» Material shown
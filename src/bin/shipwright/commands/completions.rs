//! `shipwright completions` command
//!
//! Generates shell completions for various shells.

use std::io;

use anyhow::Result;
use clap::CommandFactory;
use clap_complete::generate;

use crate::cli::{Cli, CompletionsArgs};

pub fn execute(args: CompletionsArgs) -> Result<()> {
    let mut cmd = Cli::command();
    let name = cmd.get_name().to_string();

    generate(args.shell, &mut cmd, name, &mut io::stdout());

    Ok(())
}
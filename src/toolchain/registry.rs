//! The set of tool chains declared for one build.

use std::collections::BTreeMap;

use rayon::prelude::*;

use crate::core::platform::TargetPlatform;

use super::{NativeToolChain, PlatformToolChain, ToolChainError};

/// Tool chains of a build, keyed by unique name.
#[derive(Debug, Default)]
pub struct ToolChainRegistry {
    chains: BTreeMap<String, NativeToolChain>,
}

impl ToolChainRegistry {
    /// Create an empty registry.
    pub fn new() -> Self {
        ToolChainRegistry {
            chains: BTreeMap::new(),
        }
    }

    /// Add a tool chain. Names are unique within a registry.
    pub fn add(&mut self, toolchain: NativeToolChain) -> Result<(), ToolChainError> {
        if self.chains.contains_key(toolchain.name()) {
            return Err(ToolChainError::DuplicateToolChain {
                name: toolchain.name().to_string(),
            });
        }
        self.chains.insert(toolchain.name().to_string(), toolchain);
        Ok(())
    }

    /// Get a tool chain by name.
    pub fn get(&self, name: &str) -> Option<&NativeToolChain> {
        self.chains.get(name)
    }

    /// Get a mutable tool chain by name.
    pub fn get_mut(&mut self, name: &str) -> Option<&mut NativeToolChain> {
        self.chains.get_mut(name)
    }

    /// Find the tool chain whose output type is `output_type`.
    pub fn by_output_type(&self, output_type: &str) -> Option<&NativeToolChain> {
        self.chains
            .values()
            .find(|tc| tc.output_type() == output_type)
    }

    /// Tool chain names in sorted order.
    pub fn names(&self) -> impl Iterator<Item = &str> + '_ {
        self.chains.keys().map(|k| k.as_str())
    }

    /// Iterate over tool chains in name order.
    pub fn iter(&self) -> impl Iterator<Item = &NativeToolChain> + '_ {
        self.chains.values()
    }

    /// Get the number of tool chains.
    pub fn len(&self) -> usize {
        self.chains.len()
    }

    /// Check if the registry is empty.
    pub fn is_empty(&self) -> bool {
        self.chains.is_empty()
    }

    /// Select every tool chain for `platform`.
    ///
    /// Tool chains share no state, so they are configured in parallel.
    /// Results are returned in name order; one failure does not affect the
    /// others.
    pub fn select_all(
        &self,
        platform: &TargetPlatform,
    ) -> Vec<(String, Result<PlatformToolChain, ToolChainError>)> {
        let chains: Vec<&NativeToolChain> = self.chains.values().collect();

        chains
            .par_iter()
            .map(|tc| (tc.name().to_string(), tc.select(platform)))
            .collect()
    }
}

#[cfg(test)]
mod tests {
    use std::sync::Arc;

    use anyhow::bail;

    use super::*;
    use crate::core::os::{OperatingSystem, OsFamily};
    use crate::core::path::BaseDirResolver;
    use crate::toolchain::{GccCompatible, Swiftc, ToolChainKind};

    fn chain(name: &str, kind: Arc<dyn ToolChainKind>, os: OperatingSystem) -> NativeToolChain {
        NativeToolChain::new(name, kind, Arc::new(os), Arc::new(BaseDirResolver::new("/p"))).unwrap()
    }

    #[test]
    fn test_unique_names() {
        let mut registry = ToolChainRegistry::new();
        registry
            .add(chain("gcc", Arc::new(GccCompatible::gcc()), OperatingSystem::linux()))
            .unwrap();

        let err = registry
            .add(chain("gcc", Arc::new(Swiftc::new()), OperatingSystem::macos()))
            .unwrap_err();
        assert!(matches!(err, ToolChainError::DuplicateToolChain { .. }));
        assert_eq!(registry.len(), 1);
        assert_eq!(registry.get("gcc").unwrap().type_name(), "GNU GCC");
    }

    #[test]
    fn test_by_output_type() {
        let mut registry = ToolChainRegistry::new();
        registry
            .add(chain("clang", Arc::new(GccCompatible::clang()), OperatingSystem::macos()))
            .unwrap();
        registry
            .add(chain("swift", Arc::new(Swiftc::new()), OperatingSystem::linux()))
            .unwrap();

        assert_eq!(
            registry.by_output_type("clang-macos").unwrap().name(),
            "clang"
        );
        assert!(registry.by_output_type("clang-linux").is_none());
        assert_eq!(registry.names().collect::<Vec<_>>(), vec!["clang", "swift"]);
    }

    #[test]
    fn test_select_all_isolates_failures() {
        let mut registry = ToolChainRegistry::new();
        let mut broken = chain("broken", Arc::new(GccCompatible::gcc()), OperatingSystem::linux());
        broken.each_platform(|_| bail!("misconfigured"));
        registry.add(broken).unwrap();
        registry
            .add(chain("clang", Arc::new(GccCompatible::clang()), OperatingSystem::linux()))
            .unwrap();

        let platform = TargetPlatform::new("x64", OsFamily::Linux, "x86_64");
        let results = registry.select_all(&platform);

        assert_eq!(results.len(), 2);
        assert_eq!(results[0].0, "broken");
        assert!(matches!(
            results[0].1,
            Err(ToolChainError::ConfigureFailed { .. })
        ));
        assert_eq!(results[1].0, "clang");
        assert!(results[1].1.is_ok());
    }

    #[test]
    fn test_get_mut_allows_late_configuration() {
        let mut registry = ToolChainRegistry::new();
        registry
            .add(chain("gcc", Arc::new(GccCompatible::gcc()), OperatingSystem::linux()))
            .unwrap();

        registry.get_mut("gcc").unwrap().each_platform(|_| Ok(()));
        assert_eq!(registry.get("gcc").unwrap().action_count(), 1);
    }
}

» Exercise instructions
Write out the whole listing again, exactly as it stands.

» Reply
filename src/bin/shipwright/commands/completions.rs
//! `shipwright completions` command
//!
//! Generates shell completions for various shells.

use std::io;

use anyhow::Result;
use clap::CommandFactory;
use clap_complete::generate;

use crate::cli::{Cli, CompletionsArgs};

pub fn execute(args: CompletionsArgs) -> Result<()> {
    let mut cmd = Cli::command();
    let name = cmd.get_name().to_string();

    generate(args.shell, &mut cmd, name, &mut io::stdout());

    Ok(())
}
filename src/toolchain/registry.rs
//! The set of tool chains declared for one build.

use std::collections::BTreeMap;

use rayon::prelude::*;

use crate::core::platform::TargetPlatform;

use super::{NativeToolChain, PlatformToolChain, ToolChainError};

/// Tool chains of a build, keyed by unique name.
#[derive(Debug, Default)]
pub struct ToolChainRegistry {
    chains: BTreeMap<String, NativeToolChain>,
}

impl ToolChainRegistry {
    /// Create an empty registry.
    pub fn new() -> Self {
        ToolChainRegistry {
            chains: BTreeMap::new(),
        }
    }

    /// Add a tool chain. Names are unique within a registry.
    pub fn add(&mut self, toolchain: NativeToolChain) -> Result<(), ToolChainError> {
        if self.chains.contains_key(toolchain.name()) {
            return Err(ToolChainError::DuplicateToolChain {
                name: toolchain.name().to_string(),
            });
        }
        self.chains.insert(toolchain.name().to_string(), toolchain);
        Ok(())
    }

    /// Get a tool chain by name.
    pub fn get(&self, name: &str) -> Option<&NativeToolChain> {
        self.chains.get(name)
    }

    /// Get a mutable tool chain by name.
    pub fn get_mut(&mut self, name: &str) -> Option<&mut NativeToolChain> {
        self.chains.get_mut(name)
    }

    /// Find the tool chain whose output type is `output_type`.
    pub fn by_output_type(&self, output_type: &str) -> Option<&NativeToolChain> {
        self.chains
            .values()
            .find(|tc| tc.output_type() == output_type)
    }

    /// Tool chain names in sorted order.
    pub fn names(&self) -> impl Iterator<Item = &str> + '_ {
        self.chains.keys().map(|k| k.as_str())
    }

    /// Iterate over tool chains in name order.
    pub fn iter(&self) -> impl Iterator<Item = &NativeToolChain> + '_ {
        self.chains.values()
    }

    /// Get the number of tool chains.
    pub fn len(&self) -> usize {
        self.chains.len()
    }

    /// Check if the registry is empty.
    pub fn is_empty(&self) -> bool {
        self.chains.is_empty()
    }

    /// Select every tool chain for `platform`.
    ///
    /// Tool chains share no state, so they are configured in parallel.
    /// Results are returned in name order; one failure does not affect the
    /// others.
    pub fn select_all(
        &self,
        platform: &TargetPlatform,
    ) -> Vec<(String, Result<PlatformToolChain, ToolChainError>)> {
        let chains: Vec<&NativeToolChain> = self.chains.values().collect();

        chains
            .par_iter()
            .map(|tc| (tc.name().to_string(), tc.select(platform)))
            .collect()
    }
}

#[cfg(test)]
mod tests {
    use std::sync::Arc;

    use anyhow::bail;

    use super::*;
    use crate::core::os::{OperatingSystem, OsFamily};
    use crate::core::path::BaseDirResolver;
    use crate::toolchain::{GccCompatible, Swiftc, ToolChainKind};

    fn chain(name: &str, kind: Arc<dyn ToolChainKind>, os: OperatingSystem) -> NativeToolChain {
        NativeToolChain::new(name, kind, Arc::new(os), Arc::new(BaseDirResolver::new("/p"))).unwrap()
    }

    #[test]
    fn test_unique_names() {
        let mut registry = ToolChainRegistry::new();
        registry
            .add(chain("gcc", Arc::new(GccCompatible::gcc()), OperatingSystem::linux()))
            .unwrap();

        let err = registry
            .add(chain("gcc", Arc::new(Swiftc::new()), OperatingSystem::macos()))
            .unwrap_err();
        assert!(matches!(err, ToolChainError::DuplicateToolChain { .. }));
        assert_eq!(registry.len(), 1);
        assert_eq!(registry.get("gcc").unwrap().type_name(), "GNU GCC");
    }

    #[test]
    fn test_by_output_type() {
        let mut registry = ToolChainRegistry::new();
        registry
            .add(chain("clang", Arc::new(GccCompatible::clang()), OperatingSystem::macos()))
            .unwrap();
        registry
            .add(chain("swift", Arc::new(Swiftc::new()), OperatingSystem::linux()))
            .unwrap();

        assert_eq!(
            registry.by_output_type("clang-macos").unwrap().name(),
            "clang"
        );
        assert!(registry.by_output_type("clang-linux").is_none());
        assert_eq!(registry.names().collect::<Vec<_>>(), vec!["clang", "swift"]);
    }

    #[test]
    fn test_select_all_isolates_failures() {
        let mut registry = ToolChainRegistry::new();
        let mut broken = chain("broken", Arc::new(GccCompatible::gcc()), OperatingSystem::linux());
        broken.each_platform(|_| bail!("misconfigured"));
        registry.add(broken).unwrap();
        registry
            .add(chain("clang", Arc::new(GccCompatible::clang()), OperatingSystem::linux()))
            .unwrap();

        let platform = TargetPlatform::new("x64", OsFamily::Linux, "x86_64");
        let results = registry.select_all(&platform);

        assert_eq!(results.len(), 2);
        assert_eq!(results[0].0, "broken");
        assert!(matches!(
            results[0].1,
            Err(ToolChainError::ConfigureFailed { .. })
        ));
        assert_eq!(results[1].0, "clang");
        assert!(results[1].1.is_ok());
    }

    #[test]
    fn test_get_mut_allows_late_configuration() {
        let mut registry = ToolChainRegistry::new();
        registry
            .add(chain("gcc", Arc::new(GccCompatible::gcc()), OperatingSystem::linux()))
            .unwrap();

        registry.get_mut("gcc").unwrap().each_platform(|_| Ok(()));
        assert_eq!(registry.get("gcc").unwrap().action_count(), 1);
    }
}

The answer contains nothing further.